Boxing History: September 21, 1948 Marcel Cerdan TKO 12 Tony Zale, Jersey City, NJ.
Cerdan wins World Middleweight Title.
Marcellin “Marcel” Cerdan
July 22, 1916 – October 28, 1949 was a world boxing champion who was considered by many boxing experts and fans to be France’s greatest boxer, and beyond to be one of the best to have learned his craft in Africa. His life was marked by his sporting achievements, social lifestyle and ultimately, tragedy.
Marcel Cerdan was born in what was then French Algeria.
Cerdan’s record was 111 wins and 4 losses, with 65 wins by knockout.
Marcel Cerdan, known as the “Casablanca Clouter,” turned professional at the age of 18 in 1934 and won his first 46 fights. His first defeat was a fifth-round disqualification loss against Englishman Harry Craster on January 9, 1939 in London. Four bouts and six weeks later, Cerdan beat his first world-ranked opponent, Saverio Turiello, in a welterweight contest in Paris. Then he beat Turiello again, this time for the European Welterweight Title on June 3, 1939.
With the outbreak of WWII and the early fall of France, Cerdan didn’t resume his career until 1941 in North Africa. But by the end of the year, he was back fighting on the mainland, which was occupied by Germany. A disqualification loss to Victor Buttin, whom he later knocked out, is the only blemish in his 28 fights from 1941 to 1944. He continued his winning ways through the next two years, including a ten-round decision win over Holman Williams in Paris and a ten-round decision win over Georgie Abrams in his New York debut.
Cerdan won the vacant European Middleweight Title with a first-round knockout of Leon Fouquet on February 2, 1947. He lost the title to Cyrille Delannoit by a fifteen-round decision on May 23, 1948. The two had a rematch on July 10, 1948, and Cerdan regained the title with a fifteen-round decision victory.

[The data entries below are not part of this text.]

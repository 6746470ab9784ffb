//! Copy command
//!
//! Usage: prodex copy <MODEL> <COMPONENT> --db <PATH> [--suffix SUFFIX] [--date YYYY-MM-DD]
//!
//! Stores the model's components in the repository, then copies the whole
//! structure below COMPONENT into it under new handles.

use super::CommandResult;
use chrono::NaiveDate;
use clap::Args;
use prodex_core::{ChangeBroadcaster, CopyRequest, DeepCopyEngine, ModelSettings, ProductStructure};
use prodex_store::model_file::import_model_file;
use prodex_store::SqliteComponentRepo;
use std::path::PathBuf;

#[derive(Debug, Args)]
pub struct CopyArgs {
    /// Path to the model YAML file
    pub model: PathBuf,

    /// Root product component of the structure to copy
    pub component: String,

    /// Component repository database
    #[arg(long)]
    pub db: PathBuf,

    /// Appended to each copied component's name
    #[arg(long, default_value = "-copy")]
    pub suffix: String,

    /// Working date; defaults to the configured one, then today
    #[arg(long)]
    pub date: Option<NaiveDate>,
}

/// Execute copy command
pub fn execute(args: CopyArgs, settings: &ModelSettings) -> CommandResult {
    let mut settings = settings.clone();
    if let Some(date) = args.date {
        settings.working_date = Some(date);
    }
    let date = settings.effective_working_date();

    let mut repo = SqliteComponentRepo::open(&args.db)?;
    let (store, summary) = import_model_file(&args.model, &mut repo)?;
    tracing::info!(
        written = summary.written.len(),
        components = summary.components,
        "model components stored"
    );

    let structure = ProductStructure::build(&repo, &args.component, date)?;
    let request = CopyRequest::whole_structure(&structure, &args.suffix, &repo)?;
    let outcome = DeepCopyEngine::new(&settings).copy(
        &store,
        &mut repo,
        &structure,
        &request,
        &ChangeBroadcaster::new(),
    )?;

    for (handle, source) in &outcome.copies {
        println!("{} -> {}", source, handle);
    }
    println!("Copied {} components", outcome.len());
    Ok(())
}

On September 21, 1948, Cerdan fought World Middleweight Champion Tony Zale in Jersey City, New Jersey. The 33-year-old challenger dominated the “Man of Steel” and won by a twelfth-round TKO. After two non-title wins, Cerdan lost the crown on June 16, 1949 to Jake LaMotta via a tenth-round TKO. Cerdan, who injured his shoulder when the two fell to the canvas during a first-round scuffle, fought one-armed until he retired in his corner after the tenth round.
En route to America for a rematch with LaMotta later that fall, Cerdan was killed when his plane crashed in the Azores.
He is a member, along with LaMotta and Zale, of the International Boxing Hall of Fame.